Plusieurs personnalités de droite s’indignent, vendredi 18 mars, du choix de François Hollande de commémorer samedi le 19 mars 1962, date du cessez-le-feu en guerre d’Algérie entré en vigueur au lendemain en signature plusieurs accords d’Evian. C’est le cas de Nicolas Sarkozy, le président du parti L’ensemble des Républicains, qui dénonce ce choix dans une tribune publiée dans Le Figaro.

En guise de réponse, le premier secrétaire du PS Jean-Christophe Cambadélis a enjoint à Nicolas Sarkozy de « tourner la page ».

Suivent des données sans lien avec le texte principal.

use tree_sitter::Node;

use crate::matchers::{
    ChildSelector, ContainerMatchers, NodeMatcher, NodePredicate, ScopeMatchers,
    SelectionExtractor, cascading_matcher, child_node_matcher, container_matchers,
    delimited_matcher, has_type, not_supported,
};

const STATEMENT_TYPES: &[&str] = &[
    "const_item",
    "empty_statement",
    "enum_item",
    "expression_statement",
    "extern_crate_declaration",
    "foreign_mod_item",
    "function_item",
    "function_signature_item",
    "impl_item",
    "let_declaration",
    "macro_definition",
    "mod_item",
    "static_item",
    "struct_item",
    "trait_item",
    "type_item",
    "union_item",
    "use_declaration",
];

const COMMENT_TYPES: &[&str] = &["line_comment", "block_comment"];

// Nodes carrying a `type` field that is an annotation rather than the node's body
const ANNOTATED_TYPES: &[&str] = &[
    "const_item",
    "field_declaration",
    "let_declaration",
    "parameter",
    "static_item",
];

const RETURNING_TYPES: &[&str] = &["closure_expression", "function_item", "function_signature_item"];

fn is_element(node: &Node) -> bool {
    node.is_named() && !COMMENT_TYPES.contains(&node.kind()) && node.kind() != "attribute_item"
}

/// Elements of array and tuple literals; the parts of a repeat array
/// `[x; N]` are not list elements
fn is_collection_element(node: &Node) -> bool {
    let in_repeat_array = node.parent().is_some_and(|parent| {
        parent.kind() == "array_expression" && parent.child_by_field_name("length").is_some()
    });
    is_element(node) && !in_repeat_array
}

fn is_argument_or_parameter(node: &Node) -> bool {
    match node.parent().map(|parent| parent.kind()) {
        Some("arguments") | Some("closure_parameters") => is_element(node),
        Some("parameters") => matches!(
            node.kind(),
            "parameter" | "self_parameter" | "variadic_parameter"
        ),
        _ => false,
    }
}

pub struct RustMatchers {
    containers: ContainerMatchers,
}

impl Default for RustMatchers {
    fn default() -> Self {
        Self::new()
    }
}

impl RustMatchers {
    pub fn new() -> Self {
        Self {
            containers: container_matchers(
                &[],
                &["array_expression", "tuple_expression"],
                NodePredicate::new(is_collection_element),
            ),
        }
    }
}

impl ScopeMatchers for RustMatchers {
    fn statement(&self) -> NodeMatcher {
        has_type(STATEMENT_TYPES)
    }

    fn if_statement(&self) -> NodeMatcher {
        has_type(&["if_expression"])
    }

    fn class(&self) -> NodeMatcher {
        has_type(&["struct_item", "enum_item", "union_item", "trait_item", "impl_item"])
    }

    fn arrow_function(&self) -> NodeMatcher {
        has_type(&["closure_expression"])
    }

    fn function_call(&self) -> NodeMatcher {
        has_type(&["call_expression", "macro_invocation"])
    }

    fn named_function(&self) -> NodeMatcher {
        has_type(&["function_item", "function_signature_item"])
    }

    fn argument_or_parameter(&self) -> NodeMatcher {
        delimited_matcher(
            NodePredicate::new(is_argument_or_parameter),
            NodePredicate::kinds(&[",", "(", ")", "|"]),
            ", ",
        )
    }

    fn comment(&self) -> NodeMatcher {
        has_type(COMMENT_TYPES)
    }

    fn type_annotation(&self) -> NodeMatcher {
        cascading_matcher(vec![
            // let x: T, fn f(x: T), struct fields, consts and statics
            child_node_matcher(
                ChildSelector::new(|node| {
                    if ANNOTATED_TYPES.contains(&node.kind()) {
                        node.child_by_field_name("type")
                    } else {
                        None
                    }
                }),
                SelectionExtractor::WithLeadingDelimiter,
            ),
            // -> T
            child_node_matcher(
                ChildSelector::new(|node| {
                    if RETURNING_TYPES.contains(&node.kind()) {
                        node.child_by_field_name("return_type")
                    } else {
                        None
                    }
                }),
                SelectionExtractor::WithLeadingDelimiter,
            ),
            has_type(&["type_item"]),
        ])
    }

    fn collection(&self) -> NodeMatcher {
        self.containers.collection.clone()
    }

    fn collection_key(&self) -> NodeMatcher {
        // Rust has no key/value literal syntax
        not_supported()
    }

    fn collection_value(&self) -> NodeMatcher {
        self.containers.collection_value.clone()
    }

    fn collection_item(&self) -> NodeMatcher {
        self.containers.collection_item.clone()
    }
}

D’autres personnalités ont manifesté leur désapprobation vendredi. Au micro de France Info, le député L’ensemble des Républicains plusieurs Alpes-Maritimes Eric Ciotti a dénoncé « une forme de provocation » à la veille en venue de François Hollande au Quai Branly pour célébrer, pour la première fois, la Journée nationale du souvenir Algérie-Maroc-Tunisie. « C’est, encore une fois, fracturer l’ensemble des Français », a affirmé Eric Ciotti.

.@NicolasSarkozy rejoue la bataille d’Alger ! Il sera temps, voire urgent de tourner la page.

« Un mouchoir rouge »

Jacques Chirac avait choisi la date « neutre » du 5 décembre pour instituer une journée nationale d’hommage aux « morts pour la France » pendant la guerre d’Algérie et l’ensemble des combats en Tunisie et au Maroc. Mais la date mémorielle du 19 mars a finalement été fixée componen une proposition de loi adoptée en 2012.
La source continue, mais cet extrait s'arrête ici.